Primitivo a aussi initié Charly à la poésie, en lui montrant qu’elle n’est pas aussi inaccessible qu’on pourrait le craindre. Un autre homme va ensuite l’amener à revenir sur les préjugés qu’il entretenait cette fois à l’égard de la religion. En effet le prêtre qui a demandé à le rencontrer pour préparer la cérémonie ne correspond pas du tout à l’idée qu’il s’en était faite et va contribuer par son ouverture d’esprit à le réconcilier avec le catholicisme. Le jeune Charly découvre ce qu’il y a de réconfortant à pouvoir s’appuyer sur une structure prédéfinie dans des moments aussi éprouvants que le deuil.
L’histoire se déroule sur environ deux semaines, le temps qui sépare le décès des funérailles. Malgré le lien qui les unit, Charly ne sait pas tout de Primitivo et va en apprendre davantage au fil des pages. Dont une vérité un peu dérangeante s’agissant de quelqu’un qu’il avait élu comme référence morale. Car au fond, les valeurs éthiques sont bien le véritable enjeu des romans de Pedro Lenz.
Dans les deux livres susmentionnés, l’écrivain bernois met en scène des personnages simples et marginaux, mais loin d’être bêtes. Un fils de bonne famille qui se lance dans un apprentissage de maçonnerie au désespoir de sa mère dans l’un et dans l’autre, un toxico tout juste sorti de prison qui se donne pour objectif de séduire une serveuse déjà en couple et de reprendre pied dans un petit village où tout le monde sait tout sur chacun et où tout son entourage, hormis la serveuse en question, a le nez dans la poudre. A deux reprises, ce Winkelried de notre époque prend sur lui les erreurs des autres pour ne pas avoir à les dénoncer ou pour leur éviter de commettre une injustice.
Les héros de ces deux livres ont donc en commun un certain idéalisme et un sens poussé de la loyauté.
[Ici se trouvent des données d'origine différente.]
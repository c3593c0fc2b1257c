//! Pong simulation

use glam::Vec2;
use rand::Rng;
use rand::SeedableRng;
use rand_pcg::Pcg32;

pub const SIM_DT: f32 = 1.0 / 120.0;
pub const MAX_SUBSTEPS: u32 = 8;

pub const ARENA_W: f32 = 640.0;
pub const ARENA_H: f32 = 480.0;

pub const PADDLE_W: f32 = 12.0;
pub const PADDLE_H: f32 = 90.0;
pub const PADDLE_MARGIN: f32 = 24.0;
pub const PLAYER_SPEED: f32 = 420.0;

/// AI tuning: capped speed plus a dead zone so it can be beaten
pub const AI_SPEED: f32 = 300.0;
pub const AI_DEAD_ZONE: f32 = 14.0;

pub const BALL_RADIUS: f32 = 7.0;
pub const BALL_START_SPEED: f32 = 340.0;
pub const BALL_MAX_SPEED: f32 = 620.0;
/// Speed gain per paddle hit
pub const RALLY_SPEEDUP: f32 = 1.03;

/// Steepest bounce angle off horizontal (radians)
pub const MAX_BOUNCE_ANGLE: f32 = 1.0;

/// Points to win the match
pub const WIN_SCORE: u32 = 11;

/// Delay between a point and the next serve
pub const SERVE_DELAY_TICKS: u32 = 90;

#[derive(Debug, Clone, Copy, PartialEq, Eq)]
pub enum GamePhase {
    Serve,
    Playing,
    Paused,
    GameOver,
}

#[derive(Debug, Clone, Copy, PartialEq, Eq)]
pub enum GameEvent {
    WallHit,
    PaddleHit,
    PlayerScored,
    AiScored,
    MatchOver { player_won: bool },
}

#[derive(Debug, Clone, Default)]
pub struct TickInput {
    /// Absolute paddle target (mouse/touch), arena coordinates
    pub target_y: Option<f32>,
    /// Keyboard axis: -1, 0, or 1
    pub move_dir: f32,
    pub pause: bool,
}

pub struct PongSim {
    pub phase: GamePhase,
    /// Paddle centers
    pub player_y: f32,
    pub ai_y: f32,
    pub ball_pos: Vec2,
    pub ball_vel: Vec2,
    pub player_score: u32,
    pub ai_score: u32,
    serve_ticks: u32,
    /// Next serve direction: +1 toward the AI, -1 toward the player
    serve_dir: f32,
    pub events: Vec<GameEvent>,
    rng: Pcg32,
}

impl PongSim {
    pub fn new(seed: u64) -> Self {
        Self {
            phase: GamePhase::Serve,
            player_y: ARENA_H / 2.0,
            ai_y: ARENA_H / 2.0,
            ball_pos: Vec2::new(ARENA_W / 2.0, ARENA_H / 2.0),
            ball_vel: Vec2::ZERO,
            player_score: 0,
            ai_score: 0,
            serve_ticks: SERVE_DELAY_TICKS,
            serve_dir: 1.0,
            events: Vec::new(),
            rng: Pcg32::seed_from_u64(seed),
        }
    }

    /// True at match point for either side
    pub fn match_point(&self) -> bool {
        self.player_score == WIN_SCORE - 1 || self.ai_score == WIN_SCORE - 1
    }

    pub fn tick(&mut self, input: &TickInput, dt: f32) {
        if input.pause {
            match self.phase {
                GamePhase::Playing | GamePhase::Serve => {
                    self.phase = GamePhase::Paused;
                    return;
                }
                GamePhase::Paused => {
                    self.phase = if self.ball_vel == Vec2::ZERO {
                        GamePhase::Serve
                    } else {
                        GamePhase::Playing
                    };
                }
                GamePhase::GameOver => {}
            }
        }
        match self.phase {
            GamePhase::Paused | GamePhase::GameOver => return,
            _ => {}
        }

        self.move_player(input, dt);
        self.move_ai(dt);

        match self.phase {
            GamePhase::Serve => {
                self.ball_pos = Vec2::new(ARENA_W / 2.0, ARENA_H / 2.0);
                if self.serve_ticks > 0 {
                    self.serve_ticks -= 1;
                } else {
                    let angle: f32 = self.rng.random_range(-0.6..0.6);
                    self.ball_vel =
                        Vec2::new(angle.cos() * self.serve_dir, angle.sin()) * BALL_START_SPEED;
                    self.phase = GamePhase::Playing;
                }
            }
            GamePhase::Playing => self.tick_playing(dt),
            _ => {}
        }
    }

    fn move_player(&mut self, input: &TickInput, dt: f32) {
        let half = PADDLE_H / 2.0;
        if let Some(target) = input.target_y {
            let max_step = PLAYER_SPEED * 1.5 * dt;
            let delta = (target - self.player_y).clamp(-max_step, max_step);
            self.player_y += delta;
        } else {
            self.player_y += input.move_dir * PLAYER_SPEED * dt;
        }
        self.player_y = self.player_y.clamp(half, ARENA_H - half);
    }

    fn move_ai(&mut self, dt: f32) {
        let half = PADDLE_H / 2.0;
        // Track the ball when it approaches, drift home otherwise
        let target = if self.ball_vel.x > 0.0 {
            self.ball_pos.y
        } else {
            ARENA_H / 2.0
        };
        let delta = target - self.ai_y;
        if delta.abs() > AI_DEAD_ZONE {
            let step = delta.clamp(-AI_SPEED * dt, AI_SPEED * dt);
            self.ai_y = (self.ai_y + step).clamp(half, ARENA_H - half);
        }
    }

    fn tick_playing(&mut self, dt: f32) {
        self.ball_pos += self.ball_vel * dt;

        // Top/bottom walls
        if self.ball_pos.y - BALL_RADIUS < 0.0 {
            self.ball_pos.y = BALL_RADIUS;
            self.ball_vel.y = self.ball_vel.y.abs();
            self.events.push(GameEvent::WallHit);
        } else if self.ball_pos.y + BALL_RADIUS > ARENA_H {
            self.ball_pos.y = ARENA_H - BALL_RADIUS;
            self.ball_vel.y = -self.ball_vel.y.abs();
            self.events.push(GameEvent::WallHit);
        }

        // Player paddle (left)
        let px = PADDLE_MARGIN + PADDLE_W;
        if self.ball_vel.x < 0.0
            && self.ball_pos.x - BALL_RADIUS < px
            && self.ball_pos.x > PADDLE_MARGIN
            && (self.ball_pos.y - self.player_y).abs() < PADDLE_H / 2.0 + BALL_RADIUS
        {
            self.bounce_off_paddle(self.player_y, 1.0);
            self.ball_pos.x = px + BALL_RADIUS;
        }

        // AI paddle (right)
        let ax = ARENA_W - PADDLE_MARGIN - PADDLE_W;
        if self.ball_vel.x > 0.0
            && self.ball_pos.x + BALL_RADIUS > ax
            && self.ball_pos.x < ARENA_W - PADDLE_MARGIN
            && (self.ball_pos.y - self.ai_y).abs() < PADDLE_H / 2.0 + BALL_RADIUS
        {
            self.bounce_off_paddle(self.ai_y, -1.0);
            self.ball_pos.x = ax - BALL_RADIUS;
        }

        // Goals
        if self.ball_pos.x < -BALL_RADIUS {
            self.score_point(false);
        } else if self.ball_pos.x > ARENA_W + BALL_RADIUS {
            self.score_point(true);
        }
    }

    /// Angle from hit offset; `dir` is the outgoing x sign
    fn bounce_off_paddle(&mut self, paddle_y: f32, dir: f32) {
        let offset = ((self.ball_pos.y - paddle_y) / (PADDLE_H / 2.0)).clamp(-1.0, 1.0);
        let angle = offset * MAX_BOUNCE_ANGLE;
        let speed = (self.ball_vel.length() * RALLY_SPEEDUP).min(BALL_MAX_SPEED);
        self.ball_vel = Vec2::new(angle.cos() * dir, angle.sin()) * speed;
        self.events.push(GameEvent::PaddleHit);
    }

    fn score_point(&mut self, player: bool) {
        if player {
            self.player_score += 1;
            self.events.push(GameEvent::PlayerScored);
            self.serve_dir = -1.0; // Serve toward the loser of the point
        } else {
            self.ai_score += 1;
            self.events.push(GameEvent::AiScored);
            self.serve_dir = 1.0;
        }

        if self.player_score >= WIN_SCORE || self.ai_score >= WIN_SCORE {
            self.phase = GamePhase::GameOver;
            self.events.push(GameEvent::MatchOver {
                player_won: self.player_score >= WIN_SCORE,
            });
        } else {
            self.ball_vel = Vec2::ZERO;
            self.serve_ticks = SERVE_DELAY_TICKS;
            self.phase = GamePhase::Serve;
        }
    }
}

#[cfg(test)]
mod tests {
    use super::*;

    fn run_ticks(sim: &mut PongSim, n: u32) {
        let input = TickInput::default();
        for _ in 0..n {
            sim.tick(&input, SIM_DT);
        }
    }

    #[test]
    fn test_serve_after_delay() {
        let mut sim = PongSim::new(1);
        run_ticks(&mut sim, SERVE_DELAY_TICKS + 2);
        assert_eq!(sim.phase, GamePhase::Playing);
        assert!(sim.ball_vel.length() > 0.0);
    }

    #[test]
    fn test_ai_speed_capped() {
        let mut sim = PongSim::new(2);
        sim.phase = GamePhase::Playing;
        sim.ball_pos = Vec2::new(ARENA_W - 100.0, ARENA_H - 30.0);
        sim.ball_vel = Vec2::new(100.0, 0.0);
        let before = sim.ai_y;
        sim.tick(&TickInput::default(), SIM_DT);
        assert!((sim.ai_y - before).abs() <= AI_SPEED * SIM_DT + 0.001);
    }

    #[test]
    fn test_ai_dead_zone_holds_still() {
        let mut sim = PongSim::new(3);
        sim.phase = GamePhase::Playing;
        sim.ball_pos = Vec2::new(ARENA_W - 100.0, sim.ai_y + AI_DEAD_ZONE / 2.0);
        sim.ball_vel = Vec2::new(100.0, 0.0);
        let before = sim.ai_y;
        sim.tick(&TickInput::default(), SIM_DT);
        assert_eq!(sim.ai_y, before);
    }

    #[test]
    fn test_paddle_bounce_angle_clamped() {
        let mut sim = PongSim::new(4);
        sim.phase = GamePhase::Playing;
        // Graze the very edge of the player paddle
        sim.ball_pos = Vec2::new(
            PADDLE_MARGIN + PADDLE_W + BALL_RADIUS - 1.0,
            sim.player_y + PADDLE_H / 2.0 + BALL_RADIUS - 1.0,
        );
        sim.ball_vel = Vec2::new(-200.0, 0.0);
        sim.tick(&TickInput::default(), SIM_DT);
        assert!(sim.ball_vel.x > 0.0);
        let angle = sim.ball_vel.y.atan2(sim.ball_vel.x).abs();
        assert!(angle <= MAX_BOUNCE_ANGLE + 0.001, "angle {} too steep", angle);
    }

    #[test]
    fn test_player_point_and_reserve() {
        let mut sim = PongSim::new(5);
        sim.phase = GamePhase::Playing;
        sim.ball_pos = Vec2::new(ARENA_W + BALL_RADIUS + 5.0, 200.0);
        sim.ball_vel = Vec2::new(300.0, 0.0);
        sim.tick(&TickInput::default(), SIM_DT);
        assert_eq!(sim.player_score, 1);
        assert_eq!(sim.phase, GamePhase::Serve);
        assert_eq!(sim.serve_dir, -1.0);
        assert!(sim.events.contains(&GameEvent::PlayerScored));
    }

    #[test]
    fn test_match_ends_at_win_score() {
        let mut sim = PongSim::new(6);
        sim.phase = GamePhase::Playing;
        sim.player_score = WIN_SCORE - 1;
        assert!(sim.match_point());
        sim.ball_pos = Vec2::new(ARENA_W + BALL_RADIUS + 5.0, 200.0);
        sim.ball_vel = Vec2::new(300.0, 0.0);
        sim.tick(&TickInput::default(), SIM_DT);
        assert_eq!(sim.phase, GamePhase::GameOver);
        assert!(
            sim.events
                .contains(&GameEvent::MatchOver { player_won: true })
        );
    }

    #[test]
    fn test_rally_speeds_up_to_cap() {
        let mut sim = PongSim::new(7);
        sim.phase = GamePhase::Playing;
        sim.ball_vel = Vec2::new(-BALL_MAX_SPEED, 0.0);
        sim.ball_pos = Vec2::new(PADDLE_MARGIN + PADDLE_W + BALL_RADIUS - 1.0, sim.player_y);
        sim.tick(&TickInput::default(), SIM_DT);
        assert!(sim.ball_vel.length() <= BALL_MAX_SPEED + 0.001);
    }
}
S’ils croient à la bonté des gens, c’est moins par naïveté que par propension à projeter sur eux leur propre façon d’être. Une tendance bien naturelle qui expose à la déception ou qui amène à nuancer un peu le regard qu’on porte sur le monde.
«Faut quitter Schummertal!», Pedro Lenz, Editions d’En Bas, 168 pages.
«Primitivo», Pedro Lenz, Editions d’En Bas, 174 pages.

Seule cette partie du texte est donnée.